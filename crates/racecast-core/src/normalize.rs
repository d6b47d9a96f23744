//! Result normalization.
//!
//! Turns a parsed model response into a displayable preview. The model's own
//! totals, percentages and winner are never trusted: everything derived is
//! recomputed from the candidate vote counts.

use chrono::{DateTime, Utc};
use serde::{Deserialize, Serialize};
use std::collections::{HashMap, HashSet};

use crate::reconcile::{CandidateRef, IdentityReconciler, IdentityResolutionError};
use crate::types::{
    CandidateRecord, CountyBaselineResult, GeneratedCountyResult, Party, RaceMetadata,
    ScenarioInput, SynthesisResponse,
};

/// Outcome of a synthesis run.
#[derive(Debug, Clone, Copy, PartialEq, Eq, Serialize, Deserialize)]
#[serde(rename_all = "snake_case")]
pub enum PreviewStatus {
    Complete,
    /// The model returned no usable candidate rows.
    NoCandidates,
}

/// One candidate line of the preview.
#[derive(Debug, Clone, PartialEq, Serialize, Deserialize)]
pub struct NormalizedCandidateResult {
    pub reference: CandidateRef,
    pub name: String,
    pub party: Party,
    pub votes: u64,
    /// Share of total votes, in percent, two decimals
    pub percentage: f64,
    pub is_winner: bool,
    pub incumbent: bool,
}

/// One candidate inside a county summary.
#[derive(Debug, Clone, PartialEq, Serialize, Deserialize)]
pub struct CountyCandidateChange {
    pub reference: CandidateRef,
    pub votes: u64,
    #[serde(default, skip_serializing_if = "Option::is_none")]
    pub baseline_votes: Option<u64>,
    #[serde(default, skip_serializing_if = "Option::is_none")]
    pub vote_change: Option<i64>,
}

/// Generated county result alongside its baseline, when one exists.
#[derive(Debug, Clone, PartialEq, Serialize, Deserialize)]
pub struct CountyChangeSummary {
    pub division_id: String,
    pub division_name: String,
    pub total_votes: u64,
    #[serde(default, skip_serializing_if = "Option::is_none")]
    pub baseline_total_votes: Option<u64>,
    /// Turnout change against the baseline, in percent
    #[serde(default, skip_serializing_if = "Option::is_none")]
    pub turnout_change: Option<f64>,
    pub candidates: Vec<CountyCandidateChange>,
    #[serde(default, skip_serializing_if = "Option::is_none")]
    pub change_summary: Option<String>,
}

/// A validated, normalized synthesis result awaiting confirmation.
#[derive(Debug, Clone, PartialEq, Serialize, Deserialize)]
pub struct SyntheticPreview {
    pub scenario: ScenarioInput,
    pub race: RaceMetadata,
    pub status: PreviewStatus,
    pub candidates: Vec<NormalizedCandidateResult>,
    pub total_votes: u64,
    pub counties: Vec<CountyChangeSummary>,
    pub ai_summary: Option<String>,
    pub model_used: String,
    /// The candidate set the prompt was compiled from
    pub candidates_used: Vec<CandidateRecord>,
    pub identity_issues: Vec<IdentityResolutionError>,
    pub baseline_available: bool,
    pub generated_at: DateTime<Utc>,
    /// Reused by every persistence attempt for this preview
    pub idempotency_key: String,
}

impl SyntheticPreview {
    pub fn winner(&self) -> Option<&NormalizedCandidateResult> {
        self.candidates.iter().find(|c| c.is_winner)
    }

    pub fn has_identity_issues(&self) -> bool {
        !self.identity_issues.is_empty()
    }
}

/// Everything besides the response that goes into a preview.
#[derive(Debug, Clone)]
pub struct PreviewContext<'a> {
    pub scenario: &'a ScenarioInput,
    pub race: &'a RaceMetadata,
    pub baselines: &'a [CountyBaselineResult],
    pub model_used: &'a str,
    pub idempotency_key: String,
}

/// Percentage of `part` in `total`, rounded to two decimals.
fn percent(part: u64, total: u64) -> f64 {
    if total == 0 {
        return 0.0;
    }
    (part as f64 / total as f64 * 10_000.0).round() / 100.0
}

/// Build a preview from a parsed response.
///
/// Known candidates come first in input order, followed by rows the model
/// introduced under identities nobody recognises. The winner is the candidate
/// with the most votes; ties go to whoever comes first in that order.
///
/// No winner is marked when total votes are zero. That covers an empty
/// candidate list (status `NoCandidates`) and also a non-empty list in which
/// every candidate received zero votes (status `Complete`, no winner).
pub fn normalize(
    response: SynthesisResponse,
    reconciler: &IdentityReconciler<'_>,
    ctx: PreviewContext<'_>,
) -> SyntheticPreview {
    let mut issues = Vec::new();
    let mut known: HashMap<String, NormalizedCandidateResult> = HashMap::new();
    let mut unresolved: Vec<NormalizedCandidateResult> = Vec::new();
    let mut unresolved_seen: HashSet<String> = HashSet::new();

    for generated in &response.candidates {
        let enriched = reconciler.enrich(generated);
        if let Some(issue) = enriched.issue {
            issues.push(issue);
        }

        let row = NormalizedCandidateResult {
            reference: enriched.reference,
            name: enriched.name,
            party: enriched.party,
            votes: enriched.votes,
            percentage: 0.0,
            is_winner: false,
            incumbent: enriched.incumbent,
        };

        let key = row.reference.key().to_string();
        let duplicate = match &row.reference {
            CandidateRef::Known { .. } => known.contains_key(&key),
            CandidateRef::Unresolved { .. } => !unresolved_seen.insert(key.clone()),
        };
        if duplicate {
            tracing::warn!(candidate = %key, "Model returned a candidate twice, keeping the first row");
            continue;
        }

        match row.reference {
            CandidateRef::Known { .. } => {
                known.insert(key, row);
            }
            CandidateRef::Unresolved { .. } => unresolved.push(row),
        }
    }

    let mut candidates = Vec::with_capacity(known.len() + unresolved.len());
    for record in reconciler.candidates() {
        match known.remove(record.reference_key()) {
            Some(row) => candidates.push(row),
            None => {
                tracing::warn!(
                    candidate = %record.reference_key(),
                    name = %record.name,
                    "Known candidate missing from the model response"
                );
                issues.push(IdentityResolutionError::MissingFromResponse {
                    key: record.reference_key().to_string(),
                    name: record.name.clone(),
                });
            }
        }
    }
    candidates.extend(unresolved);

    let total_votes = sum_votes(candidates.iter().map(|c| c.votes));
    if let Some(claimed) = response.race_summary.as_ref().and_then(|s| s.total_votes) {
        if claimed != total_votes {
            tracing::warn!(
                claimed,
                computed = total_votes,
                "Model total votes disagree with candidate sum, using the sum"
            );
        }
    }

    for candidate in &mut candidates {
        candidate.percentage = percent(candidate.votes, total_votes);
    }

    if total_votes > 0 {
        let mut winner = 0;
        for (index, candidate) in candidates.iter().enumerate() {
            if candidate.votes > candidates[winner].votes {
                winner = index;
            }
        }
        candidates[winner].is_winner = true;
    }

    let counties = response
        .counties
        .iter()
        .map(|county| summarize_county(county, reconciler, ctx.baselines, &mut issues))
        .collect();

    let status = if candidates.is_empty() {
        PreviewStatus::NoCandidates
    } else {
        PreviewStatus::Complete
    };

    SyntheticPreview {
        scenario: ctx.scenario.clone(),
        race: ctx.race.clone(),
        status,
        candidates,
        total_votes,
        counties,
        ai_summary: response
            .summary
            .map(|s| s.trim().to_string())
            .filter(|s| !s.is_empty()),
        model_used: ctx.model_used.to_string(),
        candidates_used: reconciler.candidates().to_vec(),
        identity_issues: issues,
        baseline_available: !ctx.baselines.is_empty(),
        generated_at: Utc::now(),
        idempotency_key: ctx.idempotency_key,
    }
}

/// Parsed counts are bounded by `MAX_VOTE_COUNT`, so saturation only guards
/// responses built by hand.
fn sum_votes(votes: impl Iterator<Item = u64>) -> u64 {
    votes.fold(0, u64::saturating_add)
}

fn signed_votes(votes: u64) -> i64 {
    i64::try_from(votes).unwrap_or(i64::MAX)
}

fn summarize_county(
    county: &GeneratedCountyResult,
    reconciler: &IdentityReconciler<'_>,
    baselines: &[CountyBaselineResult],
    issues: &mut Vec<IdentityResolutionError>,
) -> CountyChangeSummary {
    let baseline = baselines.iter().find(|b| b.division_id == county.division_id);

    let candidates: Vec<CountyCandidateChange> = county
        .candidates
        .iter()
        .map(|row| {
            let reference = reconciler.reference_for(&row.candidate_id);
            if let CandidateRef::Unresolved { model_id } = &reference {
                tracing::warn!(
                    division_id = %county.division_id,
                    model_id = %model_id,
                    "County row references an unknown candidate"
                );
                issues.push(IdentityResolutionError::UnresolvedInCounty {
                    division_id: county.division_id.clone(),
                    model_id: model_id.clone(),
                });
            }

            let baseline_votes = baseline.and_then(|b| {
                reconciler
                    .resolve_ref(&reference)
                    .and_then(|c| c.identity.source_id())
                    .and_then(|source_id| b.votes_for(source_id))
            });

            CountyCandidateChange {
                reference,
                votes: row.votes,
                baseline_votes,
                vote_change: baseline_votes.map(|base| signed_votes(row.votes) - signed_votes(base)),
            }
        })
        .collect();

    let total_votes = county
        .total_votes
        .unwrap_or_else(|| sum_votes(candidates.iter().map(|c| c.votes)));
    let baseline_total_votes = baseline.map(|b| b.total_votes);
    let turnout_change = baseline_total_votes
        .filter(|base| *base > 0)
        .map(|base| {
            let change = (total_votes as f64 - base as f64) / base as f64 * 100.0;
            (change * 100.0).round() / 100.0
        });

    let division_name = county
        .division_name
        .as_deref()
        .map(str::trim)
        .filter(|s| !s.is_empty())
        .map(str::to_string)
        .or_else(|| baseline.map(|b| b.division_name.clone()))
        .unwrap_or_else(|| county.division_id.clone());

    CountyChangeSummary {
        division_id: county.division_id.clone(),
        division_name,
        total_votes,
        baseline_total_votes,
        turnout_change,
        candidates,
        change_summary: county.change_summary.clone(),
    }
}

□ □ □ □

• **What the exercise asks**: Take from the listing above each line containing "CountyBaselineResult".

• **Reply**:
    CandidateRecord, CountyBaselineResult, GeneratedCountyResult, Party, RaceMetadata,
    pub baselines: &'a [CountyBaselineResult],
    baselines: &[CountyBaselineResult],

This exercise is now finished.